Segment Start: DATA TO USE

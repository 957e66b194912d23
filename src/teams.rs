//! Team-name normalization and robust cross-source matching.
//!
//! Odds feeds, ratings scrapers and splits providers all spell team names
//! differently ("UConn" / "Connecticut", "Ole Miss" / "Mississippi",
//! "Oklahoma State" / "Ok St"). Everything that joins two sources goes
//! through `normalize` + `robust_match`.

/// Alias replacements applied after lowercasing. Order matters: longer,
/// more specific aliases first.
const ALIASES: &[(&str, &str)] = &[
    ("ole miss", "mississippi"),
    ("uconn", "connecticut"),
    ("ok ", "oklahoma "),
    ("pitt ", "pittsburgh "),
    ("usc ", "southern california "),
    ("smu", "southern methodist"),
    ("lsu", "louisiana st"),
    ("unc ", "north carolina "),
    ("st. ", "st "),
    ("saint ", "st "),
];

/// Mascot-style descriptor tokens that carry no identity information.
const DESCRIPTORS: &[&str] = &[
    "saints",
    "fighting",
    "golden",
    "blue",
    "red",
    "crimson",
    "tar",
    "heels",
    "wildcats",
    "bulldogs",
    "tigers",
    "eagles",
    "aggies",
];

/// Normalize a team name for cross-source joins.
///
/// Lowercase, alias substitution, "university" dropped, "state" collapsed
/// to "st", descriptor tokens stripped, whitespace squashed.
pub fn normalize(name: &str) -> String {
    let mut s = format!(" {} ", name.trim().to_lowercase());
    for (from, to) in ALIASES {
        // Aliases without a trailing space are whole-word substitutions.
        if from.ends_with(' ') {
            s = s.replace(&format!(" {from}"), &format!(" {to}"));
        } else {
            s = s.replace(&format!(" {from} "), &format!(" {to} "));
        }
    }
    s = s.replace(" university", " ");
    s = s.replace(" state", " st");
    let tokens: Vec<&str> = s
        .split_whitespace()
        .filter(|t| !DESCRIPTORS.contains(t))
        .collect();
    tokens.join(" ")
}

fn token_set(s: &str) -> Vec<&str> {
    s.split_whitespace().collect()
}

/// Containment guard: "iowa" must not match "iowa st". Containment is only
/// accepted when every token of the shorter name appears in the longer one
/// and the longer name adds no distinguishing "st"/"state" token.
fn containment_ok(a: &str, b: &str) -> bool {
    let (short, long) = if a.len() <= b.len() { (a, b) } else { (b, a) };
    let short_tokens = token_set(short);
    let long_tokens = token_set(long);
    if short_tokens.is_empty() {
        return false;
    }
    if !short_tokens.iter().all(|t| long_tokens.contains(t)) {
        return false;
    }
    let extra_st = long_tokens.contains(&"st") && !short_tokens.contains(&"st");
    !extra_st
}

/// Dice coefficient over character bigrams, in [0, 1].
pub fn similarity(a: &str, b: &str) -> f64 {
    let bigrams = |s: &str| -> Vec<(char, char)> {
        let chars: Vec<char> = s.chars().collect();
        chars.windows(2).map(|w| (w[0], w[1])).collect()
    };
    let ba = bigrams(a);
    let bb = bigrams(b);
    if ba.is_empty() || bb.is_empty() {
        return if a == b { 1.0 } else { 0.0 };
    }
    let mut remaining = bb.clone();
    let mut overlap = 0usize;
    for g in &ba {
        if let Some(pos) = remaining.iter().position(|h| h == g) {
            remaining.swap_remove(pos);
            overlap += 1;
        }
    }
    2.0 * overlap as f64 / (ba.len() + bb.len()) as f64
}

/// Find the best candidate matching `target`, or `None`.
///
/// Tries, in order: exact normalized equality; containment in either
/// direction (with the token-overlap guard); bigram similarity at or above
/// `threshold`.
pub fn robust_match<'a>(
    target: &str,
    candidates: impl IntoIterator<Item = &'a str>,
    threshold: f64,
) -> Option<&'a str> {
    let norm_target = normalize(target);
    let candidates: Vec<&'a str> = candidates.into_iter().collect();

    for c in &candidates {
        if normalize(c) == norm_target {
            return Some(c);
        }
    }
    for c in &candidates {
        let norm_c = normalize(c);
        if (norm_c.contains(&norm_target) || norm_target.contains(&norm_c))
            && containment_ok(&norm_target, &norm_c)
        {
            return Some(c);
        }
    }
    let mut best: Option<(&'a str, f64)> = None;
    for c in &candidates {
        let sim = similarity(&normalize(c), &norm_target);
        if sim >= threshold && best.map_or(true, |(_, s)| sim > s) {
            best = Some((c, sim));
        }
    }
    best.map(|(c, _)| c)
}
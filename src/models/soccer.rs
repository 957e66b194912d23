//! Soccer match model: three-way probabilities, totals via an implied
//! Poisson rate, and a truncated score grid for first-half and handicap
//! markets.
//!
//! The full-time three-way and 2.5-goal probabilities come from a
//! [`SoccerModel`] implementation (external predictor seam). Everything
//! derived from expected goals (1H markets, spreads, non-2.5 totals) runs
//! on independent home/away Poisson distributions truncated at
//! [`GRID_MAX`] goals.

use std::collections::HashMap;

use super::probability::{poisson_pmf, normalize_coupled};

/// Score-grid truncation. P(goals > 14) is negligible at soccer rates.
pub const GRID_MAX: u32 = 14;

/// Fraction of full-time expected goals scored in the first half.
pub const FIRST_HALF_GOAL_SHARE: f64 = 0.45;

/// Full-match prediction from a soccer predictor.
#[derive(Debug, Clone, Copy)]
pub struct SoccerPrediction {
    pub prob_home: f64,
    pub prob_draw: f64,
    pub prob_away: f64,
    /// Direct model probability for Over 2.5 goals.
    pub prob_over25: f64,
    pub exp_home_goals: f64,
    pub exp_away_goals: f64,
}

/// Pre-game soccer predictor seam. The production implementation wraps the
/// trained league models; [`PoissonSoccerModel`] is the in-crate default.
pub trait SoccerModel: Send + Sync {
    fn predict(&self, home: &str, away: &str) -> Option<SoccerPrediction>;
}

/// Attack/defence multipliers per team, relative to league average.
#[derive(Debug, Clone, Copy)]
pub struct SoccerRating {
    pub attack: f64,
    pub defense: f64,
}

/// Independent-Poisson soccer model from team attack/defence ratings.
pub struct PoissonSoccerModel {
    pub ratings: HashMap<String, SoccerRating>,
    pub league_avg_goals: f64,
    pub home_advantage: f64,
}

impl PoissonSoccerModel {
    pub fn new(ratings: HashMap<String, SoccerRating>, league_avg_goals: f64) -> Self {
        PoissonSoccerModel {
            ratings,
            league_avg_goals,
            home_advantage: 1.18,
        }
    }
}

impl SoccerModel for PoissonSoccerModel {
    fn predict(&self, home: &str, away: &str) -> Option<SoccerPrediction> {
        let home_key = crate::teams::robust_match(
            home,
            self.ratings.keys().map(String::as_str),
            0.85,
        )?;
        let away_key = crate::teams::robust_match(
            away,
            self.ratings.keys().map(String::as_str),
            0.85,
        )?;
        let h = self.ratings[home_key];
        let a = self.ratings[away_key];
        let per_side = self.league_avg_goals / 2.0;
        let lambda_home = per_side * h.attack * a.defense * self.home_advantage;
        let lambda_away = per_side * a.attack * h.defense;
        let (prob_home, prob_draw, prob_away) = grid_outcome_probs(lambda_home, lambda_away);
        let prob_over25 = grid_total_over(lambda_home, lambda_away, 2.5);
        Some(SoccerPrediction {
            prob_home,
            prob_draw,
            prob_away,
            prob_over25,
            exp_home_goals: lambda_home,
            exp_away_goals: lambda_away,
        })
    }
}

/// Win/draw/loss probabilities from two Poisson rates over the truncated
/// score grid, renormalized for the truncation.
pub fn grid_outcome_probs(lambda_home: f64, lambda_away: f64) -> (f64, f64, f64) {
    let mut home = 0.0;
    let mut draw = 0.0;
    let mut away = 0.0;
    for i in 0..=GRID_MAX {
        let p_i = poisson_pmf(i, lambda_home);
        for j in 0..=GRID_MAX {
            let p = p_i * poisson_pmf(j, lambda_away);
            match i.cmp(&j) {
                std::cmp::Ordering::Greater => home += p,
                std::cmp::Ordering::Equal => draw += p,
                std::cmp::Ordering::Less => away += p,
            }
        }
    }
    let mut probs = [home, draw, away];
    normalize_coupled(&mut probs);
    (probs[0], probs[1], probs[2])
}

/// P(home_goals + away_goals > line) over the grid. Half-point lines only;
/// pushes on integer lines are not modelled here.
pub fn grid_total_over(lambda_home: f64, lambda_away: f64, line: f64) -> f64 {
    let mut over = 0.0;
    let mut mass = 0.0;
    for i in 0..=GRID_MAX {
        let p_i = poisson_pmf(i, lambda_home);
        for j in 0..=GRID_MAX {
            let p = p_i * poisson_pmf(j, lambda_away);
            mass += p;
            if (i + j) as f64 > line {
                over += p;
            }
        }
    }
    if mass > 0.0 {
        over / mass
    } else {
        0.0
    }
}

/// P(home covers a handicap of `point` goals), i.e.
/// P(home_goals − away_goals + point > 0). For the away side call with the
/// rates swapped and the away point.
pub fn grid_spread_cover(lambda_home: f64, lambda_away: f64, point: f64) -> f64 {
    let mut cover = 0.0;
    let mut mass = 0.0;
    for i in 0..=GRID_MAX {
        let p_i = poisson_pmf(i, lambda_home);
        for j in 0..=GRID_MAX {
            let p = p_i * poisson_pmf(j, lambda_away);
            mass += p;
            if (i as f64 - j as f64) + point > 0.0 {
                cover += p;
            }
        }
    }
    if mass > 0.0 {
        cover / mass
    } else {
        0.0
    }
}

/// First-half Poisson rates from full-time expected goals.
pub fn first_half_rates(exp_home_goals: f64, exp_away_goals: f64) -> (f64, f64) {
    (
        exp_home_goals * FIRST_HALF_GOAL_SHARE,
        exp_away_goals * FIRST_HALF_GOAL_SHARE,
    )
}

#[cfg(test)]
mod tests {
    use super::*;
    use approx::assert_relative_eq;

    #[test]
    fn outcome_probs_sum_to_one() {
        let (h, d, a) = grid_outcome_probs(1.6, 1.1);
        assert_relative_eq!(h + d + a, 1.0, epsilon = 1e-9);
        assert!(h > a, "higher rate should win more often");
    }

    #[test]
    fn symmetric_rates_give_symmetric_outcomes() {
        let (h, d, a) = grid_outcome_probs(1.3, 1.3);
        assert_relative_eq!(h, a, epsilon = 1e-9);
        assert!(d > 0.2);
    }

    #[test]
    fn total_over_monotone_in_line() {
        let over25 = grid_total_over(1.5, 1.2, 2.5);
        let over35 = grid_total_over(1.5, 1.2, 3.5);
        assert!(over25 > over35);
    }

    #[test]
    fn spread_cover_matches_outcome_prob_at_half_goal() {
        // Home −0.5 cover is exactly a home win.
        let (h, _, _) = grid_outcome_probs(1.6, 1.1);
        let cover = grid_spread_cover(1.6, 1.1, -0.5);
        assert_relative_eq!(cover, h, epsilon = 1e-9);
    }

    #[test]
    fn poisson_model_predicts_home_edge_for_stronger_side() {
        let mut ratings = HashMap::new();
        ratings.insert(
            "Arsenal".to_string(),
            SoccerRating {
                attack: 1.3,
                defense: 0.8,
            },
        );
        ratings.insert(
            "Fulham".to_string(),
            SoccerRating {
                attack: 0.9,
                defense: 1.1,
            },
        );
        let model = PoissonSoccerModel::new(ratings, 2.7);
        let pred = model.predict("Arsenal", "Fulham").unwrap();
        assert!(pred.prob_home > pred.prob_away);
        assert_relative_eq!(
            pred.prob_home + pred.prob_draw + pred.prob_away,
            1.0,
            epsilon = 1e-6
        );
    }

    #[test]
    fn unknown_team_yields_none() {
        let model = PoissonSoccerModel::new(HashMap::new(), 2.7);
        assert!(model.predict("Arsenal", "Fulham").is_none());
    }
}
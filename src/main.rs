use anyhow::Result;
use clap::Parser;
use std::process::ExitCode;
use std::sync::Arc;
use tracing::{error, info};

use pregame_edge_bot::config::Config;
use pregame_edge_bot::models::soccer::{PoissonSoccerModel, SoccerModel};
use pregame_edge_bot::pipeline::Pipeline;
use pregame_edge_bot::sources::odds_api::OddsApiClient;
use pregame_edge_bot::sources::{
    LogAlerts, NullNews, NullReferees, OddsSource, StaticOdds, StaticRatings, StaticSchedule,
    StaticSplits,
};

#[tokio::main]
async fn main() -> Result<ExitCode> {
    // Initialise tracing / logging
    tracing_subscriber::fmt()
        .with_env_filter(
            tracing_subscriber::EnvFilter::try_from_default_env()
                .unwrap_or_else(|_| tracing_subscriber::EnvFilter::new("info")),
        )
        .init();

    let config = Config::parse();
    config.validate()?;

    if config.dry_run {
        info!("🟡 DRY RUN mode – alerts will be logged, not sent");
    } else {
        info!("🔴 LIVE mode – alerts WILL be sent");
    }

    // Odds feed: the HTTP client when a key is configured, otherwise an
    // empty static source (dry runs without credentials).
    let odds: Arc<dyn OddsSource> = if config.odds_api_key.is_some() {
        Arc::new(OddsApiClient::new(
            &config.odds_api_url,
            config.odds_api_key.clone(),
        )?)
    } else {
        Arc::new(StaticOdds::default())
    };

    // Splits / ratings / referee / news scrapers plug in behind these
    // traits; the defaults keep the pipeline runnable without them.
    let soccer: Arc<dyn SoccerModel> =
        Arc::new(PoissonSoccerModel::new(Default::default(), 2.7));

    let pipeline = Pipeline {
        config: config.clone(),
        odds,
        splits: Arc::new(StaticSplits::default()),
        ratings: Arc::new(StaticRatings::default()),
        referees: Arc::new(NullReferees),
        schedule: Arc::new(StaticSchedule::default()),
        news: Arc::new(NullNews),
        alerts: Arc::new(LogAlerts),
        soccer,
    };

    let report = pipeline.run().await;
    if report.success {
        Ok(ExitCode::SUCCESS)
    } else {
        error!(
            "Run {} failed with {} errors",
            report.run_id,
            report.errors.len()
        );
        Ok(ExitCode::FAILURE)
    }
}
use chrono::{DateTime, Utc};
use serde::{Deserialize, Serialize};
use serde_json::{Map, Value};

use crate::markets::MarketCategory;
use crate::models::RatingFeatures;

/// Whether an opportunity inserts a row or revokes a prior pending bet.
#[derive(Debug, Clone, Copy, PartialEq, Eq, Serialize, Deserialize)]
pub enum OpType {
    Insert,
    Delete,
}

/// The unit written to the intelligence log: one recommended bet.
#[derive(Debug, Clone)]
pub struct Opportunity {
    /// Deterministic `<game_id>_<selection-slug>`.
    pub event_id: String,
    pub game_id: String,
    pub timestamp: DateTime<Utc>,
    pub kickoff: DateTime<Utc>,
    pub sport: String,
    /// `"<away> @ <home>"`.
    pub teams: String,
    pub selection: String,
    /// Bookmaker the price was taken from.
    pub book: String,
    /// Odds-feed market key (`h2h`, `totals`, ...).
    pub market_key: String,
    pub category: MarketCategory,
    /// Decimal odds.
    pub odds: f64,
    pub true_prob: f64,
    /// `true_prob − 1/odds`.
    pub edge: f64,
    pub stake: f64,
    /// `model`, `sharp_signal`, `PRO:<systems>`, `stale_update`, `model_v2`.
    pub trigger_type: String,
    pub sharp_score: i32,
    pub ticket_pct: Option<f64>,
    pub money_pct: Option<f64>,
    pub home_rest: Option<i64>,
    pub away_rest: Option<i64>,
    /// Up to three assigned referees.
    pub referees: Vec<String>,
    pub features: RatingFeatures,
    pub metadata: Map<String, Value>,
    pub op_type: OpType,
}

/// A currently-PENDING bet loaded from the intelligence log at fetch time.
#[derive(Debug, Clone)]
pub struct PendingBet {
    pub event_id: String,
    pub game_id: String,
    pub selection: String,
    pub teams: String,
    pub sport: String,
    pub odds: f64,
    pub edge: f64,
    pub category: MarketCategory,
}

/// Summary returned by the transactional persist.
#[derive(Debug, Clone, Copy, Default)]
pub struct PersistStats {
    pub inserted: usize,
    pub deleted: usize,
    pub calibration_rows: usize,
    pub calibration_failures: usize,
}

/// JSON number that is safe to persist: NaN/Inf become null instead of
/// poisoning the metadata blob.
pub fn json_num(x: f64) -> Value {
    serde_json::Number::from_f64(x).map_or(Value::Null, Value::Number)
}

/// Recursively replace any non-finite leaf with null. Numbers built through
/// serde_json are already finite; this guards values arriving from source
/// payloads deserialized elsewhere.
pub fn sanitize_json(value: &Value) -> Value {
    match value {
        Value::Number(n) => match n.as_f64() {
            Some(f) if !f.is_finite() => Value::Null,
            _ => value.clone(),
        },
        Value::Array(items) => Value::Array(items.iter().map(sanitize_json).collect()),
        Value::Object(map) => Value::Object(
            map.iter()
                .map(|(k, v)| (k.clone(), sanitize_json(v)))
                .collect(),
        ),
        _ => value.clone(),
    }
}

Segment End: DATA TO USE

### WHAT YOU HAVE TO DO
Throughout the material above, find each line with "more" and return it.

### REPLY TO THE EXERCISE
/// more specific aliases first.
        assert!(h > a, "higher rate should win more often");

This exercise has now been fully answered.